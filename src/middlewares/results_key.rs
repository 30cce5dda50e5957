use crate::config::VotingConfig;
use crate::error::AppError;
use crate::models::ResultsQuery;
use actix_web::body::EitherBody;
use actix_web::{
    Error, ResponseError,
    dev::{Service, ServiceRequest, ServiceResponse, Transform, forward_ready},
    web,
};
use futures_util::future::LocalBoxFuture;
use std::future::{Ready, ready};

/// 结果接口的共享密钥校验
///
/// 从 `?key=` 读取密钥，与 app data 中 `VotingConfig::results_key` 比较。
/// 不匹配或缺失返回 401；服务端未配置密钥返回 500。
pub struct ResultsKeyGuard;

impl<S, B> Transform<S, ServiceRequest> for ResultsKeyGuard
where
    S: Service<ServiceRequest, Response = ServiceResponse<B>, Error = Error>,
    S::Future: 'static,
    B: 'static,
{
    type Response = ServiceResponse<EitherBody<B>>;
    type Error = Error;
    type InitError = ();
    type Transform = ResultsKeyGuardService<S>;
    type Future = Ready<Result<Self::Transform, Self::InitError>>;

    fn new_transform(&self, service: S) -> Self::Future {
        ready(Ok(ResultsKeyGuardService { service }))
    }
}

pub struct ResultsKeyGuardService<S> {
    service: S,
}

impl<S, B> Service<ServiceRequest> for ResultsKeyGuardService<S>
where
    S: Service<ServiceRequest, Response = ServiceResponse<B>, Error = Error>,
    S::Future: 'static,
    B: 'static,
{
    type Response = ServiceResponse<EitherBody<B>>;
    type Error = Error;
    type Future = LocalBoxFuture<'static, Result<Self::Response, Self::Error>>;

    forward_ready!(service);

    fn call(&self, req: ServiceRequest) -> Self::Future {
        let verdict = match req.app_data::<web::Data<VotingConfig>>() {
            Some(voting) => check_key(&voting.results_key, req.query_string()),
            None => Err(AppError::ConfigError(
                "voting config is not registered".to_string(),
            )),
        };

        match verdict {
            Ok(()) => {
                let fut = self.service.call(req);
                Box::pin(async move { fut.await.map(ServiceResponse::map_into_left_body) })
            }
            Err(error) => {
                let response = req.into_response(error.error_response());
                Box::pin(async move { Ok(response.map_into_right_body()) })
            }
        }
    }
}

/// 校验 query string 中的 key
pub fn check_key(expected: &str, query_string: &str) -> Result<(), AppError> {
    if expected.is_empty() {
        return Err(AppError::ConfigError(
            "results key is not configured".to_string(),
        ));
    }

    let provided = web::Query::<ResultsQuery>::from_query(query_string)
        .ok()
        .and_then(|q| q.into_inner().key)
        .unwrap_or_default();

    if provided == expected {
        Ok(())
    } else {
        Err(AppError::AccessDenied)
    }
}
use chrono::{DateTime, Utc};
use sea_orm::entity::prelude::*;
use serde::{Deserialize, Serialize};

/// 投票轮次
/// - active = true 的最新一条即为"当前活动"
/// - 由外部管理流程维护，投票流程只读
#[derive(Clone, Debug, PartialEq, DeriveEntityModel, Eq, Serialize, Deserialize)]
#[sea_orm(table_name = "events")]
pub struct Model {
    #[sea_orm(primary_key)]
    pub id: i32,
    pub name: String,
    pub active: bool,
    pub created_at: Option<DateTime<Utc>>,
}

#[derive(Copy, Clone, Debug, EnumIter, DeriveRelation)]
pub enum Relation {
    #[sea_orm(has_many = "super::locations::Entity")]
    Locations,
}

impl Related<super::locations::Entity> for Entity {
    fn to() -> RelationDef {
        Relation::Locations.def()
    }
}

impl ActiveModelBehavior for ActiveModel {}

━━━━

__TASK STATEMENT__
From the records above, reproduce exactly the lines from the one with "不匹配或缺失返回 401；服务端未配置密钥返回 500。" to the one with "type Transform = ResultsKeyGuardService<S>;", both included, and no others.

__WRITTEN REPLY__
/// 不匹配或缺失返回 401；服务端未配置密钥返回 500。
pub struct ResultsKeyGuard;

impl<S, B> Transform<S, ServiceRequest> for ResultsKeyGuard
where
    S: Service<ServiceRequest, Response = ServiceResponse<B>, Error = Error>,
    S::Future: 'static,
    B: 'static,
{
    type Response = ServiceResponse<EitherBody<B>>;
    type Error = Error;
    type InitError = ();
    type Transform = ResultsKeyGuardService<S>;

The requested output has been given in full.